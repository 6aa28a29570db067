//! `serve init` - write a default configuration file.

use std::path::Path;

use crate::{
    cli::{GlobalArgs, InitArgs},
    config::AppConfig,
    error::{CliError, CliResult},
    output::OutputManager,
};

/// Write the defaults to `--config FILE`, or to the default location.
pub fn execute(args: InitArgs, global: &GlobalArgs, output: OutputManager) -> CliResult<()> {
    let config_path = global.config.clone().unwrap_or_else(AppConfig::config_path);

    if config_path.exists() && !args.force {
        output.warning(&format!(
            "Config already exists at {}  (use --force to overwrite)",
            config_path.display(),
        ))?;
        return Ok(());
    }

    write_defaults(&config_path)?;

    output.success(&format!(
        "Configuration created at {}",
        config_path.display(),
    ))?;
    Ok(())
}

fn write_defaults(config_path: &Path) -> CliResult<()> {
    let toml = AppConfig::default().to_toml()?;

    if let Some(parent) = config_path.parent().filter(|p| !p.as_os_str().is_empty()) {
        std::fs::create_dir_all(parent).map_err(|e| CliError::IoError {
            message: format!("Failed to create config directory '{}'", parent.display()),
            source: e,
        })?;
    }

    std::fs::write(config_path, toml).map_err(|e| CliError::IoError {
        message: format!("Failed to write config to '{}'", config_path.display()),
        source: e,
    })
}

#[cfg(test)]
mod tests {
    use super::*;

    #[test]
    fn written_defaults_load_back() {
        let dir = tempfile::tempdir().unwrap();
        let path = dir.path().join("nested/serve.toml");

        write_defaults(&path).unwrap();
        let loaded = AppConfig::load(Some(path.as_path()), true).unwrap();
        assert_eq!(loaded.installer.program, "serve-js");
    }
}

- **BRIEF**: Set down the material exactly, keeping every line.

- **ANSWER**:
repository 6aa28a29570db067
//! `serve init` - write a default configuration file.

use std::path::Path;

use crate::{
    cli::{GlobalArgs, InitArgs},
    config::AppConfig,
    error::{CliError, CliResult},
    output::OutputManager,
};

/// Write the defaults to `--config FILE`, or to the default location.
pub fn execute(args: InitArgs, global: &GlobalArgs, output: OutputManager) -> CliResult<()> {
    let config_path = global.config.clone().unwrap_or_else(AppConfig::config_path);

    if config_path.exists() && !args.force {
        output.warning(&format!(
            "Config already exists at {}  (use --force to overwrite)",
            config_path.display(),
        ))?;
        return Ok(());
    }

    write_defaults(&config_path)?;

    output.success(&format!(
        "Configuration created at {}",
        config_path.display(),
    ))?;
    Ok(())
}

fn write_defaults(config_path: &Path) -> CliResult<()> {
    let toml = AppConfig::default().to_toml()?;

    if let Some(parent) = config_path.parent().filter(|p| !p.as_os_str().is_empty()) {
        std::fs::create_dir_all(parent).map_err(|e| CliError::IoError {
            message: format!("Failed to create config directory '{}'", parent.display()),
            source: e,
        })?;
    }

    std::fs::write(config_path, toml).map_err(|e| CliError::IoError {
        message: format!("Failed to write config to '{}'", config_path.display()),
        source: e,
    })
}

#[cfg(test)]
mod tests {
    use super::*;

    #[test]
    fn written_defaults_load_back() {
        let dir = tempfile::tempdir().unwrap();
        let path = dir.path().join("nested/serve.toml");

        write_defaults(&path).unwrap();
        let loaded = AppConfig::load(Some(path.as_path()), true).unwrap();
        assert_eq!(loaded.installer.program, "serve-js");
    }
}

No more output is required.